"¡Ningún ser humano nace ilegal!"

Esa frase me tocó a la espalda varias veces en Alemania. Primero la leí en Berlín, en una reja del barrio Kreuzberg, donde había un altar de flores y velas con fotografías y cartas dedicadas a una mujer negra llamada Sista Mimi, que había sido líder del movimiento de refugiados y contra la deportación en ese país. Después, empecé a encontrarla estampada en camisetas y letreros de esténcil. Y por último, la leí multiplicada en decenas de carteles en las manifestaciones de Dresde, que durante diciembre del 2014 le dieron la vuelta al mundo por enfrentar a grupos de pacifistas con miembros de PEGIDA, una organización que dice luchar contra una tal “islamización de Occidente”.


Pensé en el peligro del odio durante estos días de furia. No había ocurrido la masacre de Charlie Hebdo ni se había desatado esa barahúnda de gritos de soy y no soy, que terminaron por develar el espíritu de muchos. En redes sociales, escenario de luchas y verborreas inútiles, reinventaron la diplomacia del pensamiento indeciso al concluir, palabras más palabras menos, que la masacre era terrible, terrible, terrible, pero quizás merecida. Me dolió la certeza de que el odio de unos o de otros, islamistas del extremo (aunque criados en Occidente) y patriotas furibundos (también criados en Occidente), ha calado en las mentes que debieron nacer sin ese “pecado original” después de las guerras largas, crueles y absurdas del siglo XX.
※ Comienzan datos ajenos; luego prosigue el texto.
//! Repository factory.
//!
//! Creates an artifact store from runtime configuration.

use std::str::FromStr;
use std::sync::Arc;

#[cfg(feature = "json-repo")]
use super::repositories::JsonDirRepository;
use super::repo_config::SummaryConfig;
use super::repositories::LocalRepository;
use super::repository::{ArtifactRepository, RepositoryError, RepositoryResult};

/// Repository type configuration.
#[derive(Debug, Clone, Copy, PartialEq, Eq)]
pub enum RepositoryType {
    /// In-memory store
    Local,
    /// Directory of JSON artifacts
    Json,
}

impl FromStr for RepositoryType {
    type Err = String;

    /// Parse repository type from string ("local", "json"), ignoring case.
    fn from_str(s: &str) -> Result<Self, Self::Err> {
        match s.to_lowercase().as_str() {
            "local" | "memory" => Ok(Self::Local),
            "json" => Ok(Self::Json),
            _ => Err(format!("Unknown repository type: {}", s)),
        }
    }
}

/// Repository factory for creating store instances.
///
/// # Example
/// ```
/// use snana_summary::db::{RepositoryFactory, SummaryConfig};
///
/// let repo = RepositoryFactory::create(&SummaryConfig::in_memory()).unwrap();
/// # let _ = repo;
/// ```
pub struct RepositoryFactory;

impl RepositoryFactory {
    /// Create the store named by `config.repository`.
    ///
    /// # Returns
    /// * `Ok(Arc<dyn ArtifactRepository>)` - Store instance
    /// * `Err(RepositoryError::ConfigurationError)` - Unknown type or missing outdir
    pub fn create(config: &SummaryConfig) -> RepositoryResult<Arc<dyn ArtifactRepository>> {
        match config.repository_type()? {
            RepositoryType::Local => Ok(Self::create_local()),
            RepositoryType::Json => {
                let outdir = config.repository.outdir.as_ref().ok_or_else(|| {
                    RepositoryError::ConfigurationError(
                        "json repository requires 'repository.outdir' setting".to_string(),
                    )
                })?;
                Self::create_json(outdir)
            }
        }
    }

    /// Create an in-memory store.
    pub fn create_local() -> Arc<dyn ArtifactRepository> {
        Arc::new(LocalRepository::new())
    }

    #[cfg(feature = "json-repo")]
    fn create_json(outdir: &std::path::Path) -> RepositoryResult<Arc<dyn ArtifactRepository>> {
        Ok(Arc::new(JsonDirRepository::new(outdir)))
    }

    #[cfg(not(feature = "json-repo"))]
    fn create_json(_outdir: &std::path::Path) -> RepositoryResult<Arc<dyn ArtifactRepository>> {
        Err(RepositoryError::ConfigurationError(
            "json repository support is not compiled in (enable feature 'json-repo')".to_string(),
        ))
    }
}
Me aferro a la frase de “ningún ser humano nace ilegal”, aunque para creerla, en estos días de odio, deba golpearme la cabeza contra muros ya caídos o mentirme como bien lo enseña este Occidente que me tocó en suerte. Pero me aferro a ella porque la vi grabada de forma indeleble en los ojos de los manifestantes de Dresde, que salieron a las calles para gritar contra una masa de mayor número y mayor poder de intimidación, para decirles, a esa masa de PEGIDA y al mundo que los vio en televisión, que están dispuestos a abrir las fronteras (aunque sean solo las de su pensamiento) para que más personas como Sista Mimi puedan andar por el mundo y escoger su lugar de residencia sin temer a la muerte, sin ser escrachados por practicar una fe, sin que sus hijos sean marcados como animales de granja en las escuelas. 

En Dresde, hubo un latido de corazón casi imperceptible; y pensé, sin entender mucho, que el mundo sigue con vida. ¿Habrá muerto junto a Charlie Hebdo?